[Opening Input data section]
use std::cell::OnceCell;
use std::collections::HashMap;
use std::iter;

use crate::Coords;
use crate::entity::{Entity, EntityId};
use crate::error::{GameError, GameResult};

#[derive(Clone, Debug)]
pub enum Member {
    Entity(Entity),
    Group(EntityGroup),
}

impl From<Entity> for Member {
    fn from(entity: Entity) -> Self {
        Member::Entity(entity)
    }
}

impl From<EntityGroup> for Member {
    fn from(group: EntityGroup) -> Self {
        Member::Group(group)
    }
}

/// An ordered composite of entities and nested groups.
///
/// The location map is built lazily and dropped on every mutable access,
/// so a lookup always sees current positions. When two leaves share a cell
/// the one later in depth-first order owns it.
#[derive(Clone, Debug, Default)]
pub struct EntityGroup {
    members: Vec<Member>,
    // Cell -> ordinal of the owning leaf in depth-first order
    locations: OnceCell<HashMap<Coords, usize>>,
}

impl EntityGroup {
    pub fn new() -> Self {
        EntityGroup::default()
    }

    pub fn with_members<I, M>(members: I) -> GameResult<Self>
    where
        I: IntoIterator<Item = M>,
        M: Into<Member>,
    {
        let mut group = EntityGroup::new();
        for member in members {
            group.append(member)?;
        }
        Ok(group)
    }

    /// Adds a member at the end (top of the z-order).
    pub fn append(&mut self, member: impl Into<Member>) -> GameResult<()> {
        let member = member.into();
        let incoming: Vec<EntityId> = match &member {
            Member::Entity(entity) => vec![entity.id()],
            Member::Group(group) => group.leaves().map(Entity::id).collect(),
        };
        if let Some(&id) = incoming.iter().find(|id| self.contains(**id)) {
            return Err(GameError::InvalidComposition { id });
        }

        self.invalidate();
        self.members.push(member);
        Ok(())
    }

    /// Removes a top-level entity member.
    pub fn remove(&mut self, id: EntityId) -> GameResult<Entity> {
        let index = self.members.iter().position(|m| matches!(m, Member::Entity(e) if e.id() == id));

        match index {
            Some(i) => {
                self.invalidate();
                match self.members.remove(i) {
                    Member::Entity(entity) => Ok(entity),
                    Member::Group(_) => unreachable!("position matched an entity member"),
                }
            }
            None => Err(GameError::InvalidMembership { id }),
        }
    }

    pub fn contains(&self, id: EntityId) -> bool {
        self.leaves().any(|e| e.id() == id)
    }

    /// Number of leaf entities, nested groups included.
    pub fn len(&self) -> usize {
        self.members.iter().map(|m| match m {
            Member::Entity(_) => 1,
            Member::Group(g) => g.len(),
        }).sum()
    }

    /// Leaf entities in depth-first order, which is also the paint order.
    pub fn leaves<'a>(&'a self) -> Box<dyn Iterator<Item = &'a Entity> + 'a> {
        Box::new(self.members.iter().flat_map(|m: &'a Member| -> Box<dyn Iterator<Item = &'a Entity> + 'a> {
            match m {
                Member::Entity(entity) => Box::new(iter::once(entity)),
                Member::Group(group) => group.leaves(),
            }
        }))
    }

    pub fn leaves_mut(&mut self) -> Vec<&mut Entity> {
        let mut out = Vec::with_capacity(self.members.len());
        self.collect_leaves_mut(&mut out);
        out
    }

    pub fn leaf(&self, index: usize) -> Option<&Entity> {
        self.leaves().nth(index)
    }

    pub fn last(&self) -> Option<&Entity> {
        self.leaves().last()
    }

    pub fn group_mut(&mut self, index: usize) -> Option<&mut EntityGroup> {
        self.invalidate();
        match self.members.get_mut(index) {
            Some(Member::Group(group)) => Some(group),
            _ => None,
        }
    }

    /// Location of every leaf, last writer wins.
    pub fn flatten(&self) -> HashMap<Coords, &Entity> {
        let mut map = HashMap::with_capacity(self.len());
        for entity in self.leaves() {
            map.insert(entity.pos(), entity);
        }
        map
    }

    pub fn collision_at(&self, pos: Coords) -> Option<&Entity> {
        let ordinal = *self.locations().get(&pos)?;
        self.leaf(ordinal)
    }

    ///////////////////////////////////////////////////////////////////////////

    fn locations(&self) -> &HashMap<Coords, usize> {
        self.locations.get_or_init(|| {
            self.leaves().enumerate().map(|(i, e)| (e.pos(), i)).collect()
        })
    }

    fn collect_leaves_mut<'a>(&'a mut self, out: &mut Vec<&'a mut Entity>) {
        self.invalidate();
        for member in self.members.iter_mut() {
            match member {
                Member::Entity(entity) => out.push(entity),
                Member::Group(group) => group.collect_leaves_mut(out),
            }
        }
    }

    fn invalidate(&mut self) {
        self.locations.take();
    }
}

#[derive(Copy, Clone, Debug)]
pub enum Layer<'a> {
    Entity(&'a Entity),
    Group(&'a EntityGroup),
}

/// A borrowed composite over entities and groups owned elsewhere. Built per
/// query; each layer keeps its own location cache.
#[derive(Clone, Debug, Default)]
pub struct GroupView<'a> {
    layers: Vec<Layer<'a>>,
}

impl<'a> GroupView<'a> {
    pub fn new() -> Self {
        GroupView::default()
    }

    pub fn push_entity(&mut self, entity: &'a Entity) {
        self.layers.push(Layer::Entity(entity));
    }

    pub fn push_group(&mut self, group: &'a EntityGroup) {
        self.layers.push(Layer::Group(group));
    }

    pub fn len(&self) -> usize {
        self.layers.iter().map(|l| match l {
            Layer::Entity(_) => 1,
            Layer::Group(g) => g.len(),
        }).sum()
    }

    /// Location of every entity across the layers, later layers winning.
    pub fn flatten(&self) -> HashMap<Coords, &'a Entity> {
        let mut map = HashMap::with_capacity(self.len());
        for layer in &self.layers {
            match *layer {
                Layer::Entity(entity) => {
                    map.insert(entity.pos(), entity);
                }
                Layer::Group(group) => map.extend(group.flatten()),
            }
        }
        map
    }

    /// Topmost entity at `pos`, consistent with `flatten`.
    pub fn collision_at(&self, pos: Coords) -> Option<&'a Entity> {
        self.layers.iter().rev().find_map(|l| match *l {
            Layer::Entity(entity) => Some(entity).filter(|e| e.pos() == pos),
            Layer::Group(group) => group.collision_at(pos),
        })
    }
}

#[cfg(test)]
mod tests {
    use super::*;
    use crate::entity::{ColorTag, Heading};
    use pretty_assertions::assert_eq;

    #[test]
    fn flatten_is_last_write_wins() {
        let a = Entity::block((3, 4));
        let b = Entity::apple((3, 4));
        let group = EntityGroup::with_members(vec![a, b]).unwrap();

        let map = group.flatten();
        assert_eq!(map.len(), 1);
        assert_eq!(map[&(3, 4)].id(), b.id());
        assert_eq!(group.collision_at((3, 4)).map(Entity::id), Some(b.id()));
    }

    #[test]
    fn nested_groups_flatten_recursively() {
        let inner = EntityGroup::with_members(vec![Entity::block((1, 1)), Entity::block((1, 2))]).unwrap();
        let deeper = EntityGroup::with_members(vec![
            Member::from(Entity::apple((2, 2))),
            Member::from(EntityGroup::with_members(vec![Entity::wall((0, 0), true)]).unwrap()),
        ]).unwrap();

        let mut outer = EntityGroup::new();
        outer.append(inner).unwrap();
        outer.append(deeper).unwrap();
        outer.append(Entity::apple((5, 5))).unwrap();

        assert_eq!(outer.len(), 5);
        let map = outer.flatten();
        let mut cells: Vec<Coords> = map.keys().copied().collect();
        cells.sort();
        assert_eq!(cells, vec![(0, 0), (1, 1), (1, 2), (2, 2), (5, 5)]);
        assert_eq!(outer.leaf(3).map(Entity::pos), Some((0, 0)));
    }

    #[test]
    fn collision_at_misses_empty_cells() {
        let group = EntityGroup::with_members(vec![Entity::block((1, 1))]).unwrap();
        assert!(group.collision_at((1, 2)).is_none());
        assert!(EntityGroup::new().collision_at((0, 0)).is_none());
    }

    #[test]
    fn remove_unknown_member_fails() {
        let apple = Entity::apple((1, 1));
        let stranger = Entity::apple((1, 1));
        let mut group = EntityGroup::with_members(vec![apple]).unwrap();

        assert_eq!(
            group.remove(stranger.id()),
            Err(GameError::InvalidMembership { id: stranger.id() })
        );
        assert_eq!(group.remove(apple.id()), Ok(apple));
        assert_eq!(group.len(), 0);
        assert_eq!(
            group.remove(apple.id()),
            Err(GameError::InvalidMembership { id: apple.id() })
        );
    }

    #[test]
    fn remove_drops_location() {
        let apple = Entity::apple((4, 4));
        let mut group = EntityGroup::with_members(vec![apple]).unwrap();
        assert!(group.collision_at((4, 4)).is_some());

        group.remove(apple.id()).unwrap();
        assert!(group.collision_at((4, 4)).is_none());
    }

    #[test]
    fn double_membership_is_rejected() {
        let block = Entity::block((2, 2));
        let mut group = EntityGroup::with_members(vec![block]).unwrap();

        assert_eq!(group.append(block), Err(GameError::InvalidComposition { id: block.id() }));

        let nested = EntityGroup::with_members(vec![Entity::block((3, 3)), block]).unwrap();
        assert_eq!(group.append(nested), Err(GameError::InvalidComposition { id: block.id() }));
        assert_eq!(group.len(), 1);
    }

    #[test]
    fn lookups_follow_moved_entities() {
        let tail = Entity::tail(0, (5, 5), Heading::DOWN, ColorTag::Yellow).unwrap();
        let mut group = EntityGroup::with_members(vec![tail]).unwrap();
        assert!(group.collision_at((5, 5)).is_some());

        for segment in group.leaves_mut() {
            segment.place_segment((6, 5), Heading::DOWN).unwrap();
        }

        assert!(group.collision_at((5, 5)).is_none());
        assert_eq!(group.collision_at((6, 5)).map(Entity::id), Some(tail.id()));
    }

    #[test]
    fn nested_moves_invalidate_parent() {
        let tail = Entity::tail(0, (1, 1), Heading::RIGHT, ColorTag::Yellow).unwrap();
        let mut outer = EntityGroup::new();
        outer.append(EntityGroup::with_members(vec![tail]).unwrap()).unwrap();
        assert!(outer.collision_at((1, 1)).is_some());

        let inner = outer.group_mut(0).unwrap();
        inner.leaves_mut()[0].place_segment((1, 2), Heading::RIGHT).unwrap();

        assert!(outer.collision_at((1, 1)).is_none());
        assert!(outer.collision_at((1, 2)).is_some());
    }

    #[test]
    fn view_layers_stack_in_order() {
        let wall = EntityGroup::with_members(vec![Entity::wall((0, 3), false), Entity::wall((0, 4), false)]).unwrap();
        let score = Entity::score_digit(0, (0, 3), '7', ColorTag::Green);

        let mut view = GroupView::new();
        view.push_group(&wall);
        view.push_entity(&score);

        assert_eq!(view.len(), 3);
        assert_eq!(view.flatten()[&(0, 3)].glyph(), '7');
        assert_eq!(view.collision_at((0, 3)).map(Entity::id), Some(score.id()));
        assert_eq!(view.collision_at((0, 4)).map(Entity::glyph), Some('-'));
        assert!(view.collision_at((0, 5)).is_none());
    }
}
[Closing Input data section]
* [What to do] Read through the lines above and collect those that contain the string "deeper".

* [Your response]
        let deeper = EntityGroup::with_members(vec![
        outer.append(deeper).unwrap();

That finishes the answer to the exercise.